EXERCISE PROMPT: Among the records below, find the lines that contain "messages" and copy each of them.
*** Opening of WORKING DATA ***
//! Brief non-blocking notices ("Booking saved", "Signed out", ...), stacked in
//! the bottom-right corner. Errors that need attention stay in the inline
//! banners; toasts only confirm or warn.

use std::time::{Duration, Instant};

use egui::{Color32, Context, Pos2, RichText};

use crate::ui_egui::theme::GridTheme;

const MAX_VISIBLE: usize = 4;
const FADE_OUT: Duration = Duration::from_millis(500);
const TOAST_WIDTH: f32 = 320.0;
const TOAST_HEIGHT: f32 = 40.0;

/// Severity of a toast; sets its accent color and how long it stays.
#[derive(Debug, Clone, Copy, PartialEq, Eq)]
pub enum ToastLevel {
    /// Completed action, e.g. a saved booking (green)
    Success,
    /// Neutral notice such as signing out (theme text color)
    Info,
    /// Needs the user's attention; stays twice as long (cursor accent)
    Warning,
}

impl ToastLevel {
    fn lifetime(self) -> Duration {
        match self {
            ToastLevel::Warning => Duration::from_secs(6),
            ToastLevel::Success | ToastLevel::Info => Duration::from_secs(3),
        }
    }

    fn accent(self, theme: &GridTheme) -> Color32 {
        match self {
            ToastLevel::Success if theme.is_dark => Color32::from_rgb(110, 210, 130),
            ToastLevel::Success => Color32::from_rgb(30, 120, 50),
            ToastLevel::Info => theme.booking_text,
            ToastLevel::Warning => theme.cursor,
        }
    }
}

/// A single notice on screen.
#[derive(Debug, Clone)]
pub struct Toast {
    /// The text to display
    pub message: String,
    /// Severity, which decides color and lifetime
    pub level: ToastLevel,
    /// When the toast was shown or last restarted
    shown_at: Instant,
}

impl Toast {
    pub fn new_at(message: impl Into<String>, level: ToastLevel, now: Instant) -> Self {
        Self {
            message: message.into(),
            level,
            shown_at: now,
        }
    }

    pub fn is_expired_at(&self, now: Instant) -> bool {
        now.saturating_duration_since(self.shown_at) >= self.level.lifetime()
    }

    /// 1.0 until the last half second, then linearly down to 0.0.
    pub fn opacity_at(&self, now: Instant) -> f32 {
        let left = self
            .level
            .lifetime()
            .saturating_sub(now.saturating_duration_since(self.shown_at));
        (left.as_secs_f32() / FADE_OUT.as_secs_f32()).clamp(0.0, 1.0)
    }
}

/// Stack of live toasts, oldest first.
#[derive(Debug, Default)]
pub struct ToastManager {
    toasts: Vec<Toast>,
}

impl ToastManager {
    pub fn new() -> Self {
        Self::default()
    }

    pub fn success(&mut self, message: impl Into<String>) {
        self.push_at(message.into(), ToastLevel::Success, Instant::now());
    }

    pub fn info(&mut self, message: impl Into<String>) {
        self.push_at(message.into(), ToastLevel::Info, Instant::now());
    }

    pub fn warning(&mut self, message: impl Into<String>) {
        self.push_at(message.into(), ToastLevel::Warning, Instant::now());
    }

    /// Repeating the newest message restarts it instead of stacking a copy.
    /// Only the newest few are kept.
    pub fn push_at(&mut self, message: String, level: ToastLevel, now: Instant) {
        if let Some(last) = self.toasts.last_mut() {
            if last.message == message && last.level == level {
                last.shown_at = now;
                return;
            }
        }
        self.toasts.push(Toast::new_at(message, level, now));
        if self.toasts.len() > MAX_VISIBLE {
            let excess = self.toasts.len() - MAX_VISIBLE;
            self.toasts.drain(..excess);
        }
    }

    pub fn retain_live_at(&mut self, now: Instant) {
        self.toasts.retain(|t| !t.is_expired_at(now));
    }

    pub fn render(&mut self, ctx: &Context, theme: &GridTheme) {
        let now = Instant::now();
        self.retain_live_at(now);
        if self.toasts.is_empty() {
            return;
        }

        // Keep repainting while something is fading
        ctx.request_repaint();

        let screen = ctx.screen_rect();
        let margin = 10.0;

        for (slot, toast) in self.toasts.iter().rev().enumerate() {
            let opacity = toast.opacity_at(now);
            let pos = Pos2::new(
                screen.right() - TOAST_WIDTH - margin,
                screen.bottom() - margin - (slot as f32 + 1.0) * (TOAST_HEIGHT + 6.0),
            );
            let accent = toast.level.accent(theme).gamma_multiply(opacity);
            let fill = theme.cell_background.gamma_multiply(0.95 * opacity);

            egui::Area::new(egui::Id::new(("toast", slot)))
                .fixed_pos(pos)
                .order(egui::Order::Foreground)
                .interactable(false)
                .show(ctx, |ui| {
                    egui::Frame::none()
                        .fill(fill)
                        .rounding(6.0)
                        .inner_margin(egui::Margin::symmetric(12.0, 8.0))
                        .stroke(egui::Stroke::new(1.5, accent))
                        .show(ui, |ui| {
                            ui.set_width(TOAST_WIDTH - 24.0);
                            ui.label(RichText::new(&toast.message).color(accent));
                        });
                });
        }
    }
}

#[cfg(test)]
mod tests {
    use super::*;

    fn messages(manager: &ToastManager) -> Vec<&str> {
        manager.toasts.iter().map(|t| t.message.as_str()).collect()
    }

    #[test]
    fn test_warnings_outlive_confirmations() {
        let now = Instant::now();
        let warning = Toast::new_at("Session expired", ToastLevel::Warning, now);
        let success = Toast::new_at("Booking saved", ToastLevel::Success, now);

        let later = now + Duration::from_secs(4);
        assert!(success.is_expired_at(later));
        assert!(!warning.is_expired_at(later));
    }

    #[test]
    fn test_opacity_fades_in_last_half_second() {
        let now = Instant::now();
        let toast = Toast::new_at("Booking moved", ToastLevel::Success, now);

        assert_eq!(toast.opacity_at(now), 1.0);
        let fading = toast.opacity_at(now + Duration::from_millis(2750));
        assert!(fading > 0.0 && fading < 1.0);
        assert_eq!(toast.opacity_at(now + Duration::from_secs(3)), 0.0);
    }

    #[test]
    fn test_repeated_message_is_not_stacked() {
        let now = Instant::now();
        let mut manager = ToastManager::new();
        manager.push_at("Booking moved".to_string(), ToastLevel::Success, now);
        manager.push_at("Booking moved".to_string(), ToastLevel::Success, now);

        assert_eq!(messages(&manager), vec!["Booking moved"]);
    }

    #[test]
    fn test_only_newest_toasts_are_kept() {
        let now = Instant::now();
        let mut manager = ToastManager::new();
        for n in 0..6 {
            manager.push_at(format!("Notice {}", n), ToastLevel::Info, now);
        }

        assert_eq!(
            messages(&manager),
            vec!["Notice 2", "Notice 3", "Notice 4", "Notice 5"]
        );
    }

    #[test]
    fn test_expired_toasts_are_dropped() {
        let now = Instant::now();
        let mut manager = ToastManager::new();
        manager.push_at("Signed out".to_string(), ToastLevel::Info, now);
        manager.push_at("Session expired".to_string(), ToastLevel::Warning, now);

        manager.retain_live_at(now + Duration::from_secs(4));
        assert_eq!(messages(&manager), vec!["Session expired"]);
    }
}
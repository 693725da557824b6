//! Read-mostly concurrent map using kovan memory reclamation
//!
//! [`SyncMap`] splits its contents between an immutable read snapshot, reached
//! without locks, and a mutex-guarded write buffer holding keys added since
//! the snapshot was published. Lookups that fall through to the buffer are
//! counted; once they add up to the buffer's size, the buffer is published as
//! the next snapshot.
//!
//! It suits two workloads well: keys written once and read many times, and
//! threads working on disjoint sets of keys. For balanced read/write traffic
//! on shared keys a sharded map is usually the better fit.
//!
//! # Features
//!
//! - **Lock-Free Reads**: Keys in the snapshot are read, updated and deleted without locks
//! - **Safe Memory Reclamation**: Replaced values and snapshots are freed through kovan
//! - **Atomic Primitives**: Swap, load-or-store, compare-and-swap and compare-and-delete
//! - **Flexible Hashing**: Support for custom hash builders, `foldhash` by default
//! - **Serde**: Optional `serde` feature for (de)serializing as a map
//!
//! # Example
//!
//! ```rust
//! use kovan_syncmap::SyncMap;
//!
//! let map = SyncMap::new();
//!
//! map.put("a", 1);
//! map.put("b", 2);
//! assert_eq!(map.swap("a", 10), Some(1));
//! map.delete("b");
//!
//! let mut seen = Vec::new();
//! map.range(|key, value| {
//!     seen.push((*key, *value));
//!     true
//! });
//! assert_eq!(seen, vec![("a", 10)]);
//! ```

#![warn(missing_docs)]

mod error;
mod map;
#[cfg(feature = "serde")]
mod serde_impl;
mod slot;
mod snapshot;

pub use error::OccupiedError;
pub use map::SyncMap;

/// Hash builder used by [`SyncMap`] unless another one is supplied.
pub use foldhash::fast::RandomState;
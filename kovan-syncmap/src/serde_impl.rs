use crate::SyncMap;
use serde::de::{Deserialize, Deserializer, MapAccess, Visitor};
use serde::ser::{Serialize, SerializeMap, Serializer};
use std::fmt;
use std::hash::{BuildHasher, Hash};
use std::marker::PhantomData;

impl<K, V, S> Serialize for SyncMap<K, V, S>
where
    K: Serialize + Hash + Eq + Clone + Send + Sync + 'static,
    V: Serialize + Send + Sync + 'static,
    S: BuildHasher + Clone + Send + Sync + 'static,
{
    fn serialize<Ser: Serializer>(&self, serializer: Ser) -> Result<Ser::Ok, Ser::Error> {
        // Length is unknown until the walk is done.
        let mut map = serializer.serialize_map(None)?;
        let mut failure = None;
        self.range(|key, value| match map.serialize_entry(key, value) {
            Ok(()) => true,
            Err(err) => {
                failure = Some(err);
                false
            }
        });
        match failure {
            Some(err) => Err(err),
            None => map.end(),
        }
    }
}

struct SyncMapVisitor<K, V, S>(PhantomData<fn() -> SyncMap<K, V, S>>);

impl<'de, K, V, S> Visitor<'de> for SyncMapVisitor<K, V, S>
where
    K: Deserialize<'de> + Hash + Eq + Clone + Send + Sync + 'static,
    V: Deserialize<'de> + Send + Sync + 'static,
    S: BuildHasher + Clone + Default + Send + Sync + 'static,
{
    type Value = SyncMap<K, V, S>;

    fn expecting(&self, formatter: &mut fmt::Formatter<'_>) -> fmt::Result {
        formatter.write_str("a map")
    }

    fn visit_map<A: MapAccess<'de>>(self, mut access: A) -> Result<Self::Value, A::Error> {
        let map = SyncMap::with_capacity_and_hasher(access.size_hint().unwrap_or(0), S::default());
        while let Some((key, value)) = access.next_entry()? {
            map.put(key, value);
        }
        Ok(map)
    }
}

impl<'de, K, V, S> Deserialize<'de> for SyncMap<K, V, S>
where
    K: Deserialize<'de> + Hash + Eq + Clone + Send + Sync + 'static,
    V: Deserialize<'de> + Send + Sync + 'static,
    S: BuildHasher + Clone + Default + Send + Sync + 'static,
{
    fn deserialize<D: Deserializer<'de>>(deserializer: D) -> Result<Self, D::Error> {
        deserializer.deserialize_map(SyncMapVisitor(PhantomData))
    }
}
*** Close of WORKING DATA ***
EXERCISE SOLUTION:
    fn messages(manager: &ToastManager) -> Vec<&str> {
        assert_eq!(messages(&manager), vec!["Booking moved"]);
            messages(&manager),
        assert_eq!(messages(&manager), vec!["Session expired"]);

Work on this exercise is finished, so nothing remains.